Sarvinoz Erkinova: “The Wife’s Story”

ENG1141

Creative Writing

Formal Critique

Reviewer’s Name: Sarvinoz Erkinova

Title of Piece: “The Wife’s Story”             

Author’s Name: Ursula Le Guin

Plot: I really enjoyed reading the story because it was very interesting. I wanted it not to end because as I was reading I was imagining that I was the wife and creating images in my head on how it will go. I was very excited. The story begins with a description of the wife about her husband. She tells that she had a very good impression of him when she first met him with his mother and wanted to get to know him. Once she saw him in the woods alone in the morning, they began talking, and things took off between them from there. She was in love with him so much, everybody looked up to him, he was good looking, hard-working, and a good singer with a strong voice coming through the trees. She was very happy with her life and they had children together until the day he would come home late when the moon has turned dark where he cannot sleep and goes out alone. He would come back home late tired, strange, with weird smells on him. When she was questioning him about what has happened, he would not respond properly and just say “Oh, hunting, be back this evening.” One day their young daughter sees him turn into a strange figure and gets very frightened, then she also sees him turn into a figure like that and trying to hurt her and her children, and they decide to kill him while he was in that figure.

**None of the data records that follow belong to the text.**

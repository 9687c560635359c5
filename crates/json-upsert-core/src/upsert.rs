//! PostgreSQL UPSERT (INSERT ... ON CONFLICT DO UPDATE) builder.
//!
//! Values are rendered inline with [`SqlValue::to_sql_inline`]; identifiers
//! are emitted verbatim.

use std::marker::PhantomData;

use super::value::{SqlValue, ToSqlValue};

// Typestate markers

/// Marker: No table specified yet.
pub struct NoTable;
/// Marker: Table has been specified.
pub struct HasTable;
/// Marker: No values specified yet.
pub struct NoValues;
/// Marker: Values have been specified.
pub struct HasValues;
/// Marker: No conflict target specified yet.
pub struct NoConflict;
/// Marker: Conflict target has been specified.
pub struct HasConflict;

/// A typestate UPSERT builder producing one statement with inline literals.
pub struct UpsertBuilder<Table, Values, Conflict> {
    table: Option<String>,
    columns: Vec<String>,
    values: Vec<SqlValue>,
    conflict_columns: Vec<String>,
    update_columns: Vec<String>,
    _state: PhantomData<(Table, Values, Conflict)>,
}

impl UpsertBuilder<NoTable, NoValues, NoConflict> {
    /// Creates a new UPSERT builder.
    #[must_use]
    pub const fn new() -> Self {
        Self {
            table: None,
            columns: vec![],
            values: vec![],
            conflict_columns: vec![],
            update_columns: vec![],
            _state: PhantomData,
        }
    }
}

impl Default for UpsertBuilder<NoTable, NoValues, NoConflict> {
    fn default() -> Self {
        Self::new()
    }
}

// Transition: NoTable -> HasTable
impl<Values, Conflict> UpsertBuilder<NoTable, Values, Conflict> {
    /// Specifies the table to insert into.
    #[must_use]
    pub fn into_table(self, table: &str) -> UpsertBuilder<HasTable, Values, Conflict> {
        UpsertBuilder {
            table: Some(String::from(table)),
            columns: self.columns,
            values: self.values,
            conflict_columns: self.conflict_columns,
            update_columns: self.update_columns,
            _state: PhantomData,
        }
    }
}

// Methods available after specifying table
impl<Values, Conflict> UpsertBuilder<HasTable, Values, Conflict> {
    /// Specifies the columns to insert into.
    #[must_use]
    pub fn columns<S: AsRef<str>>(mut self, cols: &[S]) -> Self {
        self.columns = cols.iter().map(|s| String::from(s.as_ref())).collect();
        self
    }
}

// Transition: NoValues -> HasValues
impl<Conflict> UpsertBuilder<HasTable, NoValues, Conflict> {
    /// Sets the row of values, one per column.
    #[must_use]
    pub fn values<T: ToSqlValue>(
        self,
        vals: Vec<T>,
    ) -> UpsertBuilder<HasTable, HasValues, Conflict> {
        let sql_values: Vec<SqlValue> = vals.into_iter().map(ToSqlValue::to_sql_value).collect();
        UpsertBuilder {
            table: self.table,
            columns: self.columns,
            values: sql_values,
            conflict_columns: self.conflict_columns,
            update_columns: self.update_columns,
            _state: PhantomData,
        }
    }
}

// Transition: NoConflict -> HasConflict
impl UpsertBuilder<HasTable, HasValues, NoConflict> {
    /// Specifies the conflict target columns.
    #[must_use]
    pub fn on_conflict<S: AsRef<str>>(
        self,
        cols: &[S],
    ) -> UpsertBuilder<HasTable, HasValues, HasConflict> {
        UpsertBuilder {
            table: self.table,
            columns: self.columns,
            values: self.values,
            conflict_columns: cols.iter().map(|s| String::from(s.as_ref())).collect(),
            update_columns: self.update_columns,
            _state: PhantomData,
        }
    }
}

// Methods available after ON CONFLICT
impl UpsertBuilder<HasTable, HasValues, HasConflict> {
    /// Sets the columns assigned from `EXCLUDED` in `DO UPDATE SET`.
    #[must_use]
    pub fn do_update<S: AsRef<str>>(mut self, cols: &[S]) -> Self {
        self.update_columns = cols.iter().map(|s| String::from(s.as_ref())).collect();
        self
    }

    /// Builds the UPSERT statement, terminated by `;`.
    ///
    /// The `DO UPDATE SET` clause is always emitted, even when no update
    /// columns were given; the statement then ends in `DO UPDATE SET ;`.
    #[must_use]
    pub fn build(self) -> String {
        let mut sql = String::from("INSERT INTO ");

        if let Some(ref table) = self.table {
            sql.push_str(table);
        }

        sql.push_str(" (");
        sql.push_str(&self.columns.join(", "));
        sql.push(')');

        sql.push_str(" VALUES (");
        let literals: Vec<String> = self.values.iter().map(SqlValue::to_sql_inline).collect();
        sql.push_str(&literals.join(", "));
        sql.push(')');

        sql.push_str(" ON CONFLICT (");
        sql.push_str(&self.conflict_columns.join(", "));
        sql.push(')');

        sql.push_str(" DO UPDATE SET ");
        let updates: Vec<String> = self
            .update_columns
            .iter()
            .map(|col| format!("{col} = EXCLUDED.{col}"))
            .collect();
        sql.push_str(&updates.join(", "));
        sql.push(';');

        sql
    }
}
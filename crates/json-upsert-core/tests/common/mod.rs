#![allow(dead_code)]

use json_upsert_core::{generate_upserts, parse_records, ColumnSet, Record, UpsertError};

fn records(json: &str) -> Vec<Record> {
    parse_records(json).unwrap_or_else(|e| panic!("Bad input: {json}\nError: {e}"))
}

pub fn upserts(json: &str, table: &str, conflict: &str) -> Vec<String> {
    generate_upserts(&records(json), table, conflict, None)
        .unwrap_or_else(|e| panic!("Failed to generate for: {json}\nError: {e}"))
}

pub fn upserts_with_columns(
    json: &str,
    table: &str,
    conflict: &str,
    columns: &[&str],
) -> Vec<String> {
    let columns = ColumnSet::new(columns.iter().copied());
    generate_upserts(&records(json), table, conflict, Some(columns))
        .unwrap_or_else(|e| panic!("Failed to generate for: {json}\nError: {e}"))
}

pub fn upsert_err(json: &str, table: &str, conflict: &str) -> UpsertError {
    generate_upserts(&records(json), table, conflict, None)
        .expect_err(&format!("Expected an error for: {json}"))
}
//! SQL literal rendering for JSON scalars.
//!
//! Generated statements carry their values inline, so every value is turned
//! into a literal that can be pasted straight into a `VALUES (...)` list.

use serde_json::{Number, Value};

/// A value to be rendered as an inline SQL literal.
#[derive(Debug, Clone, PartialEq)]
pub enum SqlValue {
    /// NULL value. Also used for fields missing from a record.
    Null,
    /// Boolean value.
    Bool(bool),
    /// Integer or floating point value, kept as written in the JSON input.
    Number(Number),
    /// Text value.
    Text(String),
    /// Anything else (nested arrays and objects).
    ///
    /// **Warning**: rendered as compact JSON text (`{"a":"b"}`) without
    /// quoting or escaping. Python-repr text such as `{'a': 'b'}` is not
    /// produced. The result is usually not valid SQL and is not safe to run
    /// against untrusted input.
    Other(Value),
}

impl SqlValue {
    /// Returns the SQL representation for inline use (escaped).
    ///
    /// Only single quotes inside text are escaped (doubled); backslashes and
    /// control characters are emitted as-is.
    #[must_use]
    pub fn to_sql_inline(&self) -> String {
        match self {
            Self::Null => String::from("NULL"),
            Self::Bool(b) => {
                if *b {
                    String::from("TRUE")
                } else {
                    String::from("FALSE")
                }
            }
            Self::Number(n) => number_literal(n),
            Self::Text(s) => {
                // Escape single quotes by doubling them
                let escaped = s.replace('\'', "''");
                format!("'{escaped}'")
            }
            Self::Other(v) => v.to_string(),
        }
    }
}

/// Integers keep their exact digits, whatever their size. Other numbers go
/// through `f64` so that `1e5` prints as `100000.0`.
fn number_literal(n: &Number) -> String {
    let text = n.to_string();
    if text.bytes().all(|b| b.is_ascii_digit() || b == b'-') {
        return text;
    }
    n.as_f64()
        .and_then(Number::from_f64)
        .map_or(text, |f| f.to_string())
}

/// Trait for types that can be converted to SQL values.
pub trait ToSqlValue {
    /// Converts the value to a `SqlValue`.
    fn to_sql_value(self) -> SqlValue;
}

impl ToSqlValue for SqlValue {
    fn to_sql_value(self) -> SqlValue {
        self
    }
}

impl ToSqlValue for Value {
    fn to_sql_value(self) -> SqlValue {
        match self {
            Self::Null => SqlValue::Null,
            Self::Bool(b) => SqlValue::Bool(b),
            Self::Number(n) => SqlValue::Number(n),
            Self::String(s) => SqlValue::Text(s),
            other @ (Self::Array(_) | Self::Object(_)) => SqlValue::Other(other),
        }
    }
}

impl ToSqlValue for &Value {
    fn to_sql_value(self) -> SqlValue {
        self.clone().to_sql_value()
    }
}
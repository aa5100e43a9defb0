//! FX engine error types.

use std::sync::Arc;

use salaryfx_common::Currency;
use thiserror::Error;

/// Errors raised while fetching a rate table from an upstream provider.
#[derive(Debug, Error)]
pub enum ProviderError {
    /// HTTP request failed.
    #[error("HTTP request failed: {0}")]
    Http(#[from] reqwest::Error),

    /// Upstream answered with a non-success status.
    #[error("Rate provider returned HTTP {status} for {url}")]
    Status { status: u16, url: String },

    /// Response body could not be decoded.
    #[error("Failed to decode rate response: {0}")]
    Decode(#[from] serde_json::Error),

    /// Upstream returned rates for a different base than requested.
    #[error("Requested rates for {requested}, provider returned {returned}")]
    BaseMismatch { requested: Currency, returned: Currency },

    /// Upstream returned no usable rates.
    #[error("Rate table for {0} contains no usable rates")]
    EmptyTable(Currency),

    /// Provider could not serve the request for another reason.
    #[error("Rate provider unavailable: {0}")]
    Unavailable(String),
}

/// Errors that can occur in the FX engine.
#[derive(Debug, Error)]
pub enum FxError {
    /// No cached table exists and the upstream fetch failed. The source is
    /// shared by every caller that waited on the same failed refresh.
    #[error("Exchange rates for {base} unavailable: {source}")]
    ProviderUnavailable {
        base: Currency,
        #[source]
        source: Arc<ProviderError>,
    },

    /// Target currency is not present in the rate table.
    #[error("Currency {target} not found in {base} rate table")]
    UnknownCurrency { base: Currency, target: Currency },

    /// Amount is NaN or infinite.
    #[error("Invalid amount: {0}")]
    InvalidAmount(f64),
}

impl FxError {
    /// Check if a later attempt could succeed.
    pub fn is_retryable(&self) -> bool {
        matches!(self, FxError::ProviderUnavailable { .. })
    }

    /// Get a stable error code.
    pub fn error_code(&self) -> &'static str {
        match self {
            FxError::ProviderUnavailable { .. } => "PROVIDER_UNAVAILABLE",
            FxError::UnknownCurrency { .. } => "UNKNOWN_CURRENCY",
            FxError::InvalidAmount(_) => "INVALID_AMOUNT",
        }
    }
}

/// Result type for FX operations.
pub type FxResult<T> = Result<T, FxError>;

#[cfg(test)]
mod tests {
    use super::*;

    #[test]
    fn test_error_codes() {
        let unavailable = FxError::ProviderUnavailable {
            base: Currency::usd(),
            source: Arc::new(ProviderError::Unavailable("connection refused".to_string())),
        };
        assert_eq!(unavailable.error_code(), "PROVIDER_UNAVAILABLE");
        assert!(unavailable.is_retryable());
        assert!(unavailable.to_string().contains("connection refused"));

        let unknown = FxError::UnknownCurrency {
            base: Currency::usd(),
            target: Currency::new("XYZ"),
        };
        assert_eq!(unknown.error_code(), "UNKNOWN_CURRENCY");
        assert!(!unknown.is_retryable());
        assert_eq!(unknown.to_string(), "Currency XYZ not found in USD rate table");
    }
}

Didn’t the main character know or heard from others that he had a tendency to turn into a creature like that before they got together?

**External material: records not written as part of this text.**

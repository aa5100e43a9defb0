//! Currency conversion arithmetic.

use salaryfx_common::{format_amount, Currency};
use serde::Serialize;

use crate::error::{FxError, FxResult};
use crate::table::RateTable;

/// Outcome of converting a single amount.
#[derive(Debug, Clone, PartialEq, Serialize)]
pub struct ConversionResult {
    pub original_amount: f64,
    pub original_currency: Currency,
    /// Unrounded; round only for display.
    pub converted_amount: f64,
    pub converted_currency: Currency,
    /// Rate applied, units of target per unit of original.
    pub rate: f64,
    /// Publication date of the rate table used.
    pub source_date: String,
}

impl ConversionResult {
    /// Original amount rendered with its currency symbol.
    pub fn formatted_original(&self) -> String {
        format_amount(self.original_amount, &self.original_currency)
    }

    /// Converted amount rendered with its currency symbol.
    pub fn formatted_converted(&self) -> String {
        format_amount(self.converted_amount, &self.converted_currency)
    }
}

/// Convert `amount` of `table.base` into `target`.
pub fn convert(amount: f64, table: &RateTable, target: &Currency) -> FxResult<ConversionResult> {
    if !amount.is_finite() {
        return Err(FxError::InvalidAmount(amount));
    }

    let rate = table.rate(target).ok_or_else(|| FxError::UnknownCurrency {
        base: table.base.clone(),
        target: target.clone(),
    })?;

    Ok(ConversionResult {
        original_amount: amount,
        original_currency: table.base.clone(),
        converted_amount: amount * rate,
        converted_currency: target.clone(),
        rate,
        source_date: table.source_date.clone(),
    })
}
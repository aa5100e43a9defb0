//! Listing source errors and per-listing normalization warnings.

use salaryfx_common::Currency;
use serde::Serialize;
use thiserror::Error;

/// Errors raised by a listing source.
#[derive(Debug, Error)]
pub enum ListingError {
    /// HTTP request failed.
    #[error("HTTP request failed: {0}")]
    Http(#[from] reqwest::Error),

    /// Upstream answered with a non-success status.
    #[error("Listing source returned HTTP {status}")]
    Status { status: u16 },

    /// Failed to parse JSON response.
    #[error("Failed to decode listing response: {0}")]
    Decode(#[from] serde_json::Error),

    /// API credentials are not configured.
    #[error("Missing listing source credentials: {0}")]
    MissingCredentials(&'static str),
}

/// Why a listing came back without (or with caveated) converted salary.
#[derive(Debug, Clone, PartialEq, Eq, Error, Serialize)]
#[serde(tag = "kind", rename_all = "snake_case")]
pub enum ListingWarning {
    /// No rate table could be obtained for the listing's currency.
    #[error("Exchange rates for {base} unavailable: {reason}")]
    RateLookupFailed { base: Currency, reason: String },

    /// A rate table was available but the conversion failed.
    #[error("Salary conversion failed: {reason}")]
    ConversionFailed { reason: String },

    /// Converted with rates past their TTL.
    #[error("Converted with stale {base} rates: {reason}")]
    StaleRates { base: Currency, reason: String },
}

impl ListingWarning {
    /// Check if the warning means the listing was left unconverted.
    pub fn is_failure(&self) -> bool {
        !matches!(self, ListingWarning::StaleRates { .. })
    }
}

/// Summary of the listings in a batch that could not be converted.
///
/// Reported alongside a batch, never as an `Err`.
#[derive(Debug, Clone, PartialEq, Eq, Error, Serialize)]
#[error("{} of {total} listings could not be converted", .failed.len())]
pub struct PartialBatchFailure {
    /// Positions of the failed listings in the input.
    pub failed: Vec<usize>,
    /// Batch size.
    pub total: usize,
}

#[cfg(test)]
mod tests {
    use super::*;

    #[test]
    fn test_warning_classification() {
        let stale = ListingWarning::StaleRates {
            base: Currency::usd(),
            reason: "provider down".to_string(),
        };
        let failed = ListingWarning::ConversionFailed {
            reason: "Currency XYZ not found in USD rate table".to_string(),
        };

        assert!(!stale.is_failure());
        assert!(failed.is_failure());
        assert_eq!(
            failed.to_string(),
            "Salary conversion failed: Currency XYZ not found in USD rate table"
        );
    }

    #[test]
    fn test_partial_failure_message() {
        let failure = PartialBatchFailure {
            failed: vec![6],
            total: 20,
        };
        assert_eq!(failure.to_string(), "1 of 20 listings could not be converted");
    }
}
//! Time utilities and constants for SalaryFX.

use chrono::{DateTime, Utc};
use std::time::Duration;

/// Timing constants.
pub mod constants {
    use super::Duration;

    /// How long a fetched rate table is served without refreshing (1 hour).
    pub const DEFAULT_RATE_TTL: Duration = Duration::from_millis(3_600_000);

    /// Upstream HTTP request timeout (10 seconds).
    pub const DEFAULT_HTTP_TIMEOUT: Duration = Duration::from_secs(10);
}

/// A wall-clock timestamp, always UTC.
pub type Timestamp = DateTime<Utc>;

/// Get the current timestamp.
pub fn now() -> Timestamp {
    Utc::now()
}

#[cfg(test)]
mod tests {
    use super::*;

    #[test]
    fn test_default_ttl_is_one_hour() {
        assert_eq!(constants::DEFAULT_RATE_TTL, Duration::from_secs(60 * 60));
    }
}
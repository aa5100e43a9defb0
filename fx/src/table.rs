//! Exchange-rate tables.

use std::collections::HashMap;

use salaryfx_common::{Currency, Timestamp};
use serde::Serialize;
use tracing::warn;

use crate::error::ProviderError;

/// Full set of rates for one base currency.
///
/// One unit of `base` buys `rates[X]` units of `X`. The identity rate for
/// `base` is always present.
#[derive(Debug, Clone, PartialEq, Serialize)]
pub struct RateTable {
    /// Currency the rates are quoted against.
    pub base: Currency,
    /// When this table was retrieved from the provider.
    pub retrieved_at: Timestamp,
    /// Publication date reported by the provider.
    pub source_date: String,
    rates: HashMap<Currency, f64>,
}

impl RateTable {
    /// Build a table from raw provider rates.
    ///
    /// Entries that are not finite and strictly positive are dropped. Fails
    /// with [`ProviderError::EmptyTable`] when nothing usable remains.
    pub fn new(
        base: Currency,
        rates: impl IntoIterator<Item = (Currency, f64)>,
        source_date: impl Into<String>,
    ) -> Result<Self, ProviderError> {
        let mut table = HashMap::new();
        for (currency, rate) in rates {
            if rate.is_finite() && rate > 0.0 {
                table.insert(currency, rate);
            } else {
                warn!(base = %base, currency = %currency, rate, "Dropping invalid rate");
            }
        }

        if table.is_empty() {
            return Err(ProviderError::EmptyTable(base));
        }

        table.insert(base.clone(), 1.0);

        Ok(Self {
            base,
            retrieved_at: salaryfx_common::now(),
            source_date: source_date.into(),
            rates: table,
        })
    }

    /// Rate from the base currency to `target`.
    pub fn rate(&self, target: &Currency) -> Option<f64> {
        self.rates.get(target).copied()
    }

    /// Check if the table quotes `target`.
    pub fn contains(&self, target: &Currency) -> bool {
        self.rates.contains_key(target)
    }

    /// All quoted rates.
    pub fn rates(&self) -> &HashMap<Currency, f64> {
        &self.rates
    }

    /// Number of quoted currencies, including the base.
    pub fn len(&self) -> usize {
        self.rates.len()
    }

    /// Always false for a constructed table.
    pub fn is_empty(&self) -> bool {
        self.rates.is_empty()
    }
}
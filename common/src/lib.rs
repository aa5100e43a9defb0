//! SalaryFX Common Types
//!
//! Shared types used across SalaryFX: currency codes, the static currency
//! metadata table, display formatting and time helpers.

pub mod currency;
pub mod error;
pub mod metadata;
pub mod time;

pub use currency::*;
pub use error::*;
pub use metadata::*;
pub use time::*;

Characters: Characters in the story was the young wife, her young husband, their children, wife’s sister and people who lived around them

Why did she not ask her sister one day to stay with children so she could go chase after him and see what he’s really doing instead of staying home and worrying?

Point of View: I enjoyed how the story consists of using a first person narrative because it is more vivid, descriptive, and we can feel the emotional state of the narrator.

Why was he acting different and leaving home at nights only when the moon has turned dark?

Setting & Context: The setting takes place in the woods around the Spring Lake. I liked how the narrator said the first thing that made her fall in love with her husband was because he used to like the nature and morning air and that if things didn’t go his way he did not “grouch and whine.”

Voice & Style: I liked the how the author used words to describe her husband, a kind of a nice person he was, and a description of her husband when he used to turn to a creature other than himself very vividly.

Were the characters actual humans turning to other creatures or vice versa?

Dialogue: Dialogue was used when the wife was having a conversation with her husband and her sister. I liked how the author used husband’s responses to his wife in short quotations to describe his behavior.

3 Comments

  1. Mohammed Hashim

    Hi Sarvinoz, I enjoyed reading your piece about “The Wife’s Story”. I’d have to say I agree with a lot of the questions you’ve asked the author. Specifically the question you’ve asked under ‘Plot’ that “Didn’t the main character know or heard from others that he had a tendency to turn into a creature like that before they got together?” I also want to know why she didn’t figure him out about his “hunting times” because he used to go to hunting a lot and she should’ve suspected him more on that note and follow him and see what was he up to when he suddenly disappears. I think she was a little too careless of her husband’s actions until it was too late.

  2. Robert Rampersaud

    Good evening Sarvinoz,
    I agree “The Wife’s Story” was very interesting. I was reading it on the local train into work, and the moment I looked up I was approaching my stop. This shows how much I was into the story. They were multiple time that I started to make assumption about the husband turning violent or cheated on his wife, but that was not the case. It was a complete shock to me when they were a wolf family, and the husband turns into an unknown thing.

  3. Dylan

    Hey Sarvinoz, I also loved the story and wish it went on longer. It was so well written. The way the author describes what her husband transforms into was so disturbing, and it was so shocking when it was revealed he had become a man.